__What needs to be done__:
Scan the entries below. Return every line that includes "PingResponse".

── Dataset ──

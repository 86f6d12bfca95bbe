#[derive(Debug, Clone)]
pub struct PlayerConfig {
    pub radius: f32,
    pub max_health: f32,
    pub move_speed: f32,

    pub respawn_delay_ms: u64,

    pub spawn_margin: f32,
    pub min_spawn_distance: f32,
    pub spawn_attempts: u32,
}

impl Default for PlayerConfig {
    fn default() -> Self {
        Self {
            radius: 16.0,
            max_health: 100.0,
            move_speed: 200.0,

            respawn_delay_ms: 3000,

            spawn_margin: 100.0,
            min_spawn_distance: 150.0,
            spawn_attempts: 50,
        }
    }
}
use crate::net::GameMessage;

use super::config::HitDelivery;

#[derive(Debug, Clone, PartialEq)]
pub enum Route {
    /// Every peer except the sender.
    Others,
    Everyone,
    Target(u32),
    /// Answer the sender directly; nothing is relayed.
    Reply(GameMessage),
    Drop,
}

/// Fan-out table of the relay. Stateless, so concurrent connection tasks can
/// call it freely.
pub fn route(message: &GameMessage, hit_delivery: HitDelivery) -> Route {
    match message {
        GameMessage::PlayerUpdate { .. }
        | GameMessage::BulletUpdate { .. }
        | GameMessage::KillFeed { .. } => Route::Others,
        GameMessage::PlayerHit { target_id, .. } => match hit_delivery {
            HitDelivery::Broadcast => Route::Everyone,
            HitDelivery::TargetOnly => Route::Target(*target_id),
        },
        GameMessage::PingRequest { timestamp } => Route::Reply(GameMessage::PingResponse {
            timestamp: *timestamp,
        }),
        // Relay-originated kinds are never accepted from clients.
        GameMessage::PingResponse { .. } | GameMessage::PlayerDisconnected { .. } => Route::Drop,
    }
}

───
── Dataset ──

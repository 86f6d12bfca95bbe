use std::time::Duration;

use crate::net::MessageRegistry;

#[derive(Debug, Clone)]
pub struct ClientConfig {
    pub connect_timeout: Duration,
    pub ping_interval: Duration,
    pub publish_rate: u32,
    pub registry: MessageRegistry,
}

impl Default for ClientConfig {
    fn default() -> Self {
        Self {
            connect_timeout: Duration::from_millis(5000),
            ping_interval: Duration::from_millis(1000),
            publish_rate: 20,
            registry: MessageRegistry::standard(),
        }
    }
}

───
── Dataset ──

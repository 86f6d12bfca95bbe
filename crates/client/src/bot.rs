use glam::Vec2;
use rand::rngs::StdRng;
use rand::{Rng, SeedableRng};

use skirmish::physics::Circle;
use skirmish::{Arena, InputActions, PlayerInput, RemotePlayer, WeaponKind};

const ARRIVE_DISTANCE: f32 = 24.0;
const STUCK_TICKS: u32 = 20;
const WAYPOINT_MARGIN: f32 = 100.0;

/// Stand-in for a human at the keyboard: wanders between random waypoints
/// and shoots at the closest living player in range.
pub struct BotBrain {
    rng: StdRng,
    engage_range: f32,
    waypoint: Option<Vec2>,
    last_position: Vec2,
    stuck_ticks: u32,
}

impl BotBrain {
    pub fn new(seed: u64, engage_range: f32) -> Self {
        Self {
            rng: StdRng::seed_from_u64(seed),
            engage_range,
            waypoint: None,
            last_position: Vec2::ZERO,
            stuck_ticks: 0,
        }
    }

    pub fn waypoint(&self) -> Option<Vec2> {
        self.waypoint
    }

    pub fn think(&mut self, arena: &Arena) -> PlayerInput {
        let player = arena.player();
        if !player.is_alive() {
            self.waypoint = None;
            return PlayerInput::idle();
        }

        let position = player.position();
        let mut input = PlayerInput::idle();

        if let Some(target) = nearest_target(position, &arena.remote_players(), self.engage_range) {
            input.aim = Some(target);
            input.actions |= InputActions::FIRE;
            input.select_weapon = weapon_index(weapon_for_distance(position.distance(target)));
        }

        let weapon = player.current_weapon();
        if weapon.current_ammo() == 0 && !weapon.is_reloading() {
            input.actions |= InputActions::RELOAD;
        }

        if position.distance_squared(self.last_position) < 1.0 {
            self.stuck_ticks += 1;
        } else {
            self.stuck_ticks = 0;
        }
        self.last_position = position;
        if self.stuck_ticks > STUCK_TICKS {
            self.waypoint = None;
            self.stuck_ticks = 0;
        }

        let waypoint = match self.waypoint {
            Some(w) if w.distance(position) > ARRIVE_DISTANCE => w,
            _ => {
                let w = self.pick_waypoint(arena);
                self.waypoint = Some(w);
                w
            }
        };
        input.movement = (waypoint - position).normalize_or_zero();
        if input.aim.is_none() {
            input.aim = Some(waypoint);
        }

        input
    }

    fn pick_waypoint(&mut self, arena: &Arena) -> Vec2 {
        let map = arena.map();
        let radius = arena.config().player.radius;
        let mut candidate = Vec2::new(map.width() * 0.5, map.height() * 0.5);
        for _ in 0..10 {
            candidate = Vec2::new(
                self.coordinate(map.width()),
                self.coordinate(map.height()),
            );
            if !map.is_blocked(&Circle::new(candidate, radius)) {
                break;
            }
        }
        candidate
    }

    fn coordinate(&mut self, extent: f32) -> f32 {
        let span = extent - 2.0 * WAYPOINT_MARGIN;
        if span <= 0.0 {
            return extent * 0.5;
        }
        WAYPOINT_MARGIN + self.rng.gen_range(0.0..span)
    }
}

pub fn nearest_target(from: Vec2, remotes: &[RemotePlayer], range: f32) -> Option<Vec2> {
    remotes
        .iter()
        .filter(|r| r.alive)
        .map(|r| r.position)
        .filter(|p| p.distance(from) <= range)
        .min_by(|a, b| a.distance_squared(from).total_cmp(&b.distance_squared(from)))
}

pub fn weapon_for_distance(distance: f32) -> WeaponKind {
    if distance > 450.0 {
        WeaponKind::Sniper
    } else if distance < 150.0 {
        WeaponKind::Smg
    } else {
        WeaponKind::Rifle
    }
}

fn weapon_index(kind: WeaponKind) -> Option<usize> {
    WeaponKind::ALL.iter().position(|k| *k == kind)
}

───

__Solution to the exercise__:
        GameMessage::PingRequest { timestamp } => Route::Reply(GameMessage::PingResponse {
        GameMessage::PingResponse { .. } | GameMessage::PlayerDisconnected { .. } => Route::Drop,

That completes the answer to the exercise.